On Thursday April 18th, Amarin (NASDAQ:AMRN) announced the approval of its FDA-related supplemental New Drug Application to include Chemport, Inc. as a supplier of ingredients for Vascepa and as a result of this approval I wanted to take a closer look at Amarin the potential role these types of agreements will play in the company's expansion of its global supply chain.
Amarin Corp. Plc: Based in Dublin, Ireland, Amarin is a "biopharmaceutical company, focuses on the development and commercialization therapeutic products for the treatment for cardiovascular diseases. Its product development program areas include lipid science and therapeutic benefits of polyunsaturated fatty acids". (Yahoo! Finance)
Shares of Amarin, which possess a market cap of roughly $1.03 billion, closed at $6.82/share on volume of 3.51 million shares during Wednesday's trading session. One of the things to point out for growth investors is the fact that shares of AMRN are 13.83 % lower since January 1st of this year, even though I think news of this development should boost its share price.
AMRN data by YCharts
Vascepa Overview: On July 26th the FDA approved a prescription fish-oil pill from Amarin that will be used to treat patients with very high levels of triglycerides, a type of fat found in blood. The drug will be sold under the brand name Vascepa and contain ultra-purified ethyl EPA, an omega-3 fatty acid. According to the company, it will be indicated as an adjunct to diet to reduce triglyceride levels in adult patients with severe hypertriglyceridemia (TG > 500mg/dL).
Supplier Diversification: By adding Chemport, Inc. as a supplier of Vascepa, Amarin looks to achieve two things. First, the company looks to expand its global supply chain in an effort to support the expected demand for Vascepa given the fact that the drug's potential market is quite vast.
Amarin, in its supplemental New Drug Application for the Treatment of Patients with High Triglycerides with Mixed Dyslipidemia, dated February 26th, recently noted, "It is estimated that one in five, or nearly 40 million U.S. adults, have triglyceride levels greater than 200 mg/dL. In the United States alone, it is estimated that 75 million adults have triglyceride levels greater than 150 mg/dL (population studied in the ongoing Vascepa REDUCE-IT cardiovascular outcomes study), including 4 million people with severe hypertriglyceridemia (Vascepa approved indication) and 36 million people with high triglyceride levels (the triglyceride range studied in the ANCHOR trial)".
The second thing Amarin looks to do is diversify is supply base through similar types of supplier partnerships in an effort to ensure a cost-efficient supply chain. In addition to today's approval by the FDA, Amarin has a pending sNDA for a third API supplier (BASF) and has plans for the submission of a fourth supplier in 2013. The company's diversification through various suppliers gives Amarin a much better opportunity to take key market share away GlaxoSmithKline's (NYSE:GSK) Lovaza (which according to Adam Feuerstein, generates roughly $1 billion in annual sales).
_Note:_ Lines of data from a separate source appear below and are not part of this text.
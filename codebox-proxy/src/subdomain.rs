//! Decoding of forwarding hostnames:
//! `codebox--{workspace id}--{container}--{port}.{wildcard domain}`.

use crate::error::RoutingError;

pub const SUBDOMAIN_PREFIX: &str = "codebox--";
const SEPARATOR: &str = "--";

/// Where a forwarding request wants to go.
#[derive(Debug, Clone, PartialEq, Eq)]
pub struct ForwardTarget {
    pub workspace_id: i64,
    pub container: String,
    pub port: u16,
}

/// The split label, before its numbers are checked.
#[derive(Debug, Clone, Copy, PartialEq, Eq)]
pub struct RawTarget<'a> {
    pub workspace_id: &'a str,
    pub container: &'a str,
    pub port: &'a str,
}

impl RawTarget<'_> {
    pub fn parse(&self) -> Result<ForwardTarget, RoutingError> {
        let workspace_id = parse_digits::<i64>(self.workspace_id)
            .filter(|id| *id > 0)
            .ok_or_else(|| RoutingError::InvalidWorkspaceId(self.workspace_id.to_string()))?;

        let port = parse_digits::<u16>(self.port)
            .filter(|port| *port > 0)
            .ok_or_else(|| RoutingError::InvalidPort(self.port.to_string()))?;

        Ok(ForwardTarget {
            workspace_id,
            container: self.container.to_string(),
            port,
        })
    }
}

/// Unsigned base-10 only; `str::parse` would also take a leading `+`.
fn parse_digits<T: std::str::FromStr>(s: &str) -> Option<T> {
    if s.is_empty() || !s.bytes().all(|b| b.is_ascii_digit()) {
        return None;
    }
    s.parse().ok()
}

/// Strips an optional `:port` from a Host header value.
pub fn host_without_port(host: &str) -> &str {
    if host.starts_with('[') {
        // [v6]:port
        return match host.find(']') {
            Some(end) => &host[..=end],
            None => host,
        };
    }
    match host.rsplit_once(':') {
        Some((name, port)) if port.bytes().all(|b| b.is_ascii_digit()) => name,
        _ => host,
    }
}

/// Splits a request host into its forwarding label.
///
/// `Ok(None)` means the host is not under the wildcard domain and the
/// request is not a forwarding request at all.
pub fn decode_host<'a>(
    host: &'a str,
    wildcard_domain: &str,
) -> Result<Option<RawTarget<'a>>, RoutingError> {
    let wildcard_domain = wildcard_domain.trim_matches('.');
    if wildcard_domain.is_empty() {
        return Ok(None);
    }

    let host = host_without_port(host).trim_end_matches('.');
    let Some(labels) = strip_suffix_ignore_case(host, wildcard_domain)
        .and_then(|rest| rest.strip_suffix('.'))
    else {
        return Ok(None);
    };

    let label = labels.rsplit('.').next().unwrap_or_default();
    if !starts_with_ignore_case(label, SUBDOMAIN_PREFIX) {
        return Err(RoutingError::MissingPrefix);
    }

    let parts: Vec<&str> = label.split(SEPARATOR).collect();
    match parts.as_slice() {
        [_, workspace_id, container, port] => Ok(Some(RawTarget {
            workspace_id,
            container,
            port,
        })),
        _ => Err(RoutingError::PartCount(parts.len())),
    }
}

fn strip_suffix_ignore_case<'a>(s: &'a str, suffix: &str) -> Option<&'a str> {
    let split = s.len().checked_sub(suffix.len())?;
    if !s.is_char_boundary(split) {
        return None;
    }
    let (head, tail) = s.split_at(split);
    tail.eq_ignore_ascii_case(suffix).then_some(head)
}

fn starts_with_ignore_case(s: &str, prefix: &str) -> bool {
    s.len() >= prefix.len()
        && s.is_char_boundary(prefix.len())
        && s[..prefix.len()].eq_ignore_ascii_case(prefix)
}

#[cfg(test)]
mod tests {
    use super::*;

    const DOMAIN: &str = "ws.example.com";

    fn decode(host: &str) -> Result<Option<ForwardTarget>, RoutingError> {
        decode_host(host, DOMAIN).and_then(|raw| raw.map(|r| r.parse()).transpose())
    }

    #[test]
    fn test_valid_subdomain() {
        let target = decode("codebox--42--development--3000.ws.example.com")
            .unwrap()
            .unwrap();
        assert_eq!(
            target,
            ForwardTarget {
                workspace_id: 42,
                container: "development".to_string(),
                port: 3000,
            }
        );
    }

    #[test]
    fn test_host_port_and_case_are_ignored() {
        let target = decode("Codebox--7--db--5432.WS.Example.com:8080")
            .unwrap()
            .unwrap();
        assert_eq!(target.workspace_id, 7);
        assert_eq!(target.container, "db");
        assert_eq!(target.port, 5432);
    }

    #[test]
    fn test_only_last_label_counts() {
        let target = decode("anything.codebox--1--web--80.ws.example.com")
            .unwrap()
            .unwrap();
        assert_eq!(target.port, 80);
    }

    #[test]
    fn test_other_hosts_pass_through() {
        assert_eq!(decode("ws.example.com").unwrap(), None);
        assert_eq!(decode("api.other.com").unwrap(), None);
        assert_eq!(decode("localhost:8080").unwrap(), None);
        assert_eq!(decode("evilws.example.com").unwrap(), None);
        assert_eq!(decode_host("codebox--1--a--80.x", "").unwrap(), None);
    }

    #[test]
    fn test_malformed_subdomains_are_rejected() {
        let cases = [
            ("www.ws.example.com", RoutingError::MissingPrefix),
            ("codebox-1--a--80.ws.example.com", RoutingError::MissingPrefix),
            ("codebox--1--a.ws.example.com", RoutingError::PartCount(3)),
            ("codebox--1--a--b--80.ws.example.com", RoutingError::PartCount(5)),
        ];
        for (host, expected) in cases {
            assert_eq!(decode(host).unwrap_err(), expected, "{host}");
        }
    }

    #[test]
    fn test_numbers_are_checked() {
        for host in [
            "codebox--0--a--80.ws.example.com",
            "codebox---1--a--80.ws.example.com",
            "codebox--+1--a--80.ws.example.com",
            "codebox--x--a--80.ws.example.com",
            "codebox----a--80.ws.example.com",
        ] {
            assert!(
                matches!(decode(host), Err(RoutingError::InvalidWorkspaceId(_))
                    | Err(RoutingError::PartCount(_))),
                "{host}"
            );
        }

        for port in ["0", "65536", "99999", "-1", "+80", "http", ""] {
            let host = format!("codebox--1--a--{port}.ws.example.com");
            assert_eq!(
                decode(&host).unwrap_err(),
                RoutingError::InvalidPort(port.to_string()),
                "{host}"
            );
        }

        assert_eq!(
            decode("codebox--1--a--65535.ws.example.com")
                .unwrap()
                .unwrap()
                .port,
            65535
        );
        assert_eq!(
            decode("codebox--1--a--1.ws.example.com").unwrap().unwrap().port,
            1
        );
    }

    #[test]
    fn test_host_without_port() {
        assert_eq!(host_without_port("example.com:443"), "example.com");
        assert_eq!(host_without_port("example.com"), "example.com");
        assert_eq!(host_without_port("[::1]:8080"), "[::1]");
    }
}
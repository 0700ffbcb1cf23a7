//! Error types for configuration retrieval and parsing.

use std::path::PathBuf;
use thiserror::Error;

pub type Result<T> = std::result::Result<T, ConfigError>;

#[derive(Error, Debug)]
pub enum ConfigError {
    #[error(transparent)]
    Retrieval(#[from] ConfigRetrievalError),

    #[error(transparent)]
    Parse(#[from] ConfigParseError),

    #[error("I/O error: {0}")]
    Io(#[from] std::io::Error),
}

/// Failures while getting the configuration folder out of the Git source.
#[derive(Error, Debug)]
pub enum ConfigRetrievalError {
    #[error("Failed to clone remote repository: {0}")]
    HttpsClone(String),

    #[error("Failed to clone remote repository over SSH, has the deploy key been registered with the Git host? {0}")]
    SshAuthentication(String),

    #[error("Configuration folder {path} {reason}")]
    MissingConfigFolder { path: PathBuf, reason: String },

    #[error("Cannot archive configuration files: {0}")]
    Archive(String),

    #[error("Repository clone was cancelled")]
    Cancelled,

    #[error("Repository clone timed out after {0} seconds")]
    TimedOut(u64),
}

/// Failures while reading the devcontainer descriptor or compose document.
#[derive(Error, Debug)]
pub enum ConfigParseError {
    #[error("Devcontainer descriptor {0} is missing or unreadable")]
    MissingDescriptor(PathBuf),

    #[error("Invalid syntax in {file}: {message}")]
    InvalidSyntax { file: PathBuf, message: String },

    #[error("Docker compose file {0} not found")]
    MissingComposeFile(PathBuf),

    #[error("Service with name '{0}' doesn't exist in docker compose file")]
    UnknownService(String),

    #[error("'{0}': this devcontainer.json key is not allowed")]
    DeniedKey(String),

    #[error("Missing required key '{0}' in devcontainer.json")]
    MissingKey(&'static str),

    #[error("Invalid value for '{key}': {message}")]
    InvalidValue { key: String, message: String },
}

impl ConfigParseError {
    pub(crate) fn syntax(file: impl Into<PathBuf>, message: impl ToString) -> Self {
        ConfigParseError::InvalidSyntax {
            file: file.into(),
            message: message.to_string(),
        }
    }
}
use crate::error::Result;
use sqlx::{sqlite::SqliteConnectOptions, SqlitePool};
use std::path::Path;
use tracing::instrument;

/// Initialize database connection pool
#[instrument(fields(db_path = %db_path.display()))]
pub async fn create_pool(db_path: &Path) -> Result<SqlitePool> {
    if let Some(parent) = db_path.parent() {
        std::fs::create_dir_all(parent)?;
    }

    let options = SqliteConnectOptions::new()
        .filename(db_path)
        .create_if_missing(true)
        .foreign_keys(true);

    let pool = SqlitePool::connect_with(options).await?;

    Ok(pool)
}

/// Run database migrations
#[instrument(skip(pool))]
pub async fn run_migrations(pool: &SqlitePool) -> Result<()> {
    sqlx::migrate!("./migrations").run(pool).await?;

    Ok(())
}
Conclusion: Although today's announcement with regard Chemport is a step in the right direction for Amarin, I still think investors should be a bit more focused on any indication from the company's REDUCE-IT trial, which, as my fellow SA colleague Brian L. Wilson points out, has the potential to be a 'Mega-Catalyst'.
Disclosure: I am long AMRN. I wrote this article myself, and it expresses my own opinions. I am not receiving compensation for it (other than from Seeking Alpha). I have no business relationship with any company whose stock is mentioned in this article.